Pîrê devamında; “Türklerin elinde gelseydi yer yüzünde bir tane Kürt bırakmazlardı. Tehditleri sadece PKK ya da gerillaya yönelik değil Başûrê Kürdistan hükümetine de yöneliktir. Şengal’e ulaşıp, Başûr ile Kuzey ve Doğu Suriye-Rojavayê Kurdistan arasındaki yolu kesmeleri Türklerin hayalidir. Kuzey ve Doğu Suriye’deki tek ekonomik koridoru kapatmak istiyorlar. Çünkü diğer resmi kapılar kapalıdır. Türklerin hayali ve hedefi Şengal’e ulaşmalarıdır. Bir deyimde denildiği gibi bir taşla iki kuş vurmak istiyorlar. O koridoru kontrol etmek için Suriy ve Irak arasındaki yolu kapatmak istiyor. Bu yolu Irak’tan geçirecek ancak Başûrê Kurdistan buradan faydalanmasın diye oradan geçirmiyor” değerlendirmesinde bulundu. 

“Türk devleti, Musul’a, oradan tüm Irak ve Körfez ülkelerine ulaşıp, ardından bu koridoru Avrupa’ya ulaştıracak projeyi hayata geçirmek istiyor” diyen Pîrê, “Bu proje Irak, Türkiye, Katar ve BAE’nin onayıyla gerçekleşecek. Bu proje ikincisidir, ilki Suudi Arabistan’dan Akdeniz barış anlaşmaları kapsamında Avrupa’ya ulaşan projedir. Ancak Gazze savaşı nedeniyle tamamlanamadı. Bana göre Türkiye’nin bu projesi başarılı olamaz, çünkü bunun gerçekleşmesi için yıllar alacak.
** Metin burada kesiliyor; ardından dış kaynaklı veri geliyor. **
// forge-server/src/routes/scheduled_tasks.rs
// ============================================================================
// Module: Scheduled Task Routes
// Description: CRUD plus `trigger-now`/`enable`/`disable` over
//              ScheduledTasks (§6.1, §4.6 C6).
// Dependencies: axum, forge-core, forge-scheduler
// ============================================================================

use std::sync::Arc;

use axum::Json;
use axum::extract::Path;
use axum::extract::State;
use axum::http::StatusCode;
use chrono::Utc;
use forge_core::ids::RunId;
use forge_core::scheduled_task::ScheduledTask;
use forge_core::scheduled_task::ScopeType;
use serde::Deserialize;

use crate::error::ApiError;
use crate::state::AppState;
use crate::tenant::TenantContext;

/// Request body for `POST /scheduled-tasks`.
#[derive(Debug, Deserialize)]
pub struct CreateTaskRequest {
    /// Unique task name.
    name: String,
    /// Caller-defined task kind.
    task_type: String,
    /// 5-field cron expression.
    schedule_expression: String,
    /// Global vs. single-tenant scope.
    scope_type: ScopeType,
    /// Owning tenant, required when `scope_type` is `organization`.
    organization_id: Option<forge_core::ids::OrganizationId>,
    /// Opaque task-specific configuration passed to the materialised Run.
    #[serde(default)]
    config: serde_json::Value,
}

/// `GET /scheduled-tasks`: every task, global and tenant-scoped alike —
/// this is an operator surface, not a tenant-scoped one (§6.1).
///
/// # Errors
///
/// Returns [`ApiError`] on a persistence failure.
pub async fn list(State(state): State<Arc<AppState>>) -> Result<Json<Vec<ScheduledTask>>, ApiError> {
    let tasks = state.scheduled_tasks.list().await?;
    Ok(Json(tasks))
}

/// `GET /scheduled-tasks/{name}`.
///
/// # Errors
///
/// Returns [`ApiError::NotFound`] when no such task exists.
pub async fn get(State(state): State<Arc<AppState>>, Path(name): Path<String>) -> Result<Json<ScheduledTask>, ApiError> {
    let task = state.scheduled_tasks.get(&name).await?;
    Ok(Json(task))
}

/// `POST /scheduled-tasks`: creates a new task, rejecting a malformed cron
/// expression before persisting (§4.6).
///
/// # Errors
///
/// Returns [`ApiError::InvalidInput`] for a malformed cron expression, or
/// [`ApiError`] on a persistence failure such as a duplicate name.
pub async fn create(State(state): State<Arc<AppState>>, Json(request): Json<CreateTaskRequest>) -> Result<(StatusCode, Json<ScheduledTask>), ApiError> {
    forge_scheduler::cron_util::validate(&request.schedule_expression).map_err(|error| ApiError::InvalidInput(error.to_string()))?;

    let now = Utc::now();
    let next_run_at = forge_scheduler::cron_util::next_fire_time(&request.schedule_expression, now).map_err(|error| ApiError::InvalidInput(error.to_string()))?;

    let task = ScheduledTask {
        name: request.name,
        task_type: request.task_type,
        schedule_expression: request.schedule_expression,
        enabled: true,
        scope_type: request.scope_type,
        organization_id: request.organization_id,
        config: request.config,
        last_run_id: None,
        last_run_at: None,
        last_run_status: None,
        next_run_at,
    };
    let created = state.scheduled_tasks.create(task).await?;
    Ok((StatusCode::CREATED, Json(created)))
}

/// `PATCH /scheduled-tasks/{name}`: currently supports no partial-update
/// fields beyond `enable`/`disable`, which have their own dedicated
/// endpoints below; this handler exists so the route table matches §6.1's
/// verb list and returns a clear `InvalidInput` rather than a generic
/// method-not-allowed until a real field set is needed.
///
/// # Errors
///
/// Always returns [`ApiError::InvalidInput`].
pub async fn patch(Path(_name): Path<String>) -> Result<Json<ScheduledTask>, ApiError> {
    Err(ApiError::InvalidInput("scheduled-task updates are not yet supported; use enable/disable or delete and recreate".to_string()))
}

/// `DELETE /scheduled-tasks/{name}`: disables the task rather than erasing
/// its history, since `last_run_id`/`last_run_status` are load-bearing
/// audit trail, not disposable state.
///
/// # Errors
///
/// Returns [`ApiError::NotFound`] when no such task exists.
pub async fn delete(State(state): State<Arc<AppState>>, Path(name): Path<String>) -> Result<StatusCode, ApiError> {
    state.scheduled_tasks.disable(&name).await?;
    Ok(StatusCode::NO_CONTENT)
}

/// `POST /scheduled-tasks/{name}/trigger-now`: materialises a Run
/// immediately, regardless of `next_run_at`, with `origin = user` (§4.6).
///
/// # Errors
///
/// Returns [`ApiError::NotFound`] when no such task exists, or
/// [`ApiError::InvalidInput`] for a malformed cron expression.
pub async fn trigger_now(State(state): State<Arc<AppState>>, tenant: TenantContext, Path(name): Path<String>) -> Result<(StatusCode, Json<RunId>), ApiError> {
    let run_id = state.task_dispatcher.trigger_now(&name, tenant.organization_id, Utc::now()).await?;
    Ok((StatusCode::ACCEPTED, Json(run_id)))
}

/// `POST /scheduled-tasks/{name}/enable`: arms `next_run_at` from the
/// task's own cron expression.
///
/// # Errors
///
/// Returns [`ApiError::NotFound`] when no such task exists.
pub async fn enable(State(state): State<Arc<AppState>>, Path(name): Path<String>) -> Result<Json<ScheduledTask>, ApiError> {
    let task = state.scheduled_tasks.get(&name).await?;
    let now = Utc::now();
    let next_run_at = forge_scheduler::cron_util::next_fire_time(&task.schedule_expression, now)
        .map_err(|error| ApiError::InvalidInput(error.to_string()))?
        .ok_or_else(|| ApiError::InvalidInput(format!("schedule expression for {name} never fires again")))?;
    let task = state.scheduled_tasks.enable(&name, next_run_at).await?;
    Ok(Json(task))
}

/// `POST /scheduled-tasks/{name}/disable`.
///
/// # Errors
///
/// Returns [`ApiError::NotFound`] when no such task exists.
pub async fn disable(State(state): State<Arc<AppState>>, Path(name): Path<String>) -> Result<Json<ScheduledTask>, ApiError> {
    let task = state.scheduled_tasks.disable(&name).await?;
    Ok(Json(task))
}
Ayrıca Türk devleti iç politikasını değiştirmesi gerekiyor, çünkü bu yol ister Başûr olsun, ister Rojava isterse Bakûrê Kurdistan olan Kürdistan coğrafyasından geçecektir. Eğer Kürt davasını bir çözüm bulunmazsa bu proje başarılı olamaz. Aynı zamanda Arap-İsrail barışına da ihtiyaç var” değerlendirmesinde bulundu.  

‘ÇÖZÜM ÖNDER ABDULLAH ÖCALAN İLE DİYALOGTAN GEÇİYOR’

Irak ve Hewlêr’e çağrıda bulunan Kadar Pîrê, Türk devletinin her ikisinin de egemenliğine saygı duymadığını, Irak hava sahasını ihlal ettiğini, Kürt ve Arap yurttaşları katlettiğini belirterek, “Türkiye, PKK'ye karşı mücadelede Kürtlerin ve Arapların desteğini istiyor. Önce PKK'yi yok etmek, sonra Irak yönetimini, özellikle de Başûrê Kürdistan yönetimini yenmek istiyor. Çünkü Türk devleti Başûr’u kendine bağımlı bir vilayet olarak görüyor. Türkiye'nin bütçesinde tüm Başûrê Kurdistan’I kapsaman Musul’a ait bir bütçesi var” dedi.

Pîrê konuşmasını, “PKK ve gerilla öncelikle kendilerini savunuyorlar doğrudur ancak sonuçta Irak’ı da koruyorlar. İşgalci Türk devletinin plan ve politikalarını boşa çıkarmak için Başûrê Kürdistan'ın korunması ya da Irak'ın egemenliği ilk güçlü noktadır. Türkiye'deki Kürt sorununun çözümü için Türkiye'nin Önder Abdullah Öcalan'la diyalog başlatması gerekmektedir. Kürt meselesine adil bir çözüm bulunmalı ki, Erdoğan’ın terör gündemine harcanan ülke kaynaklarından yurttaşlar faydalansın” sözleriyle bitirdi.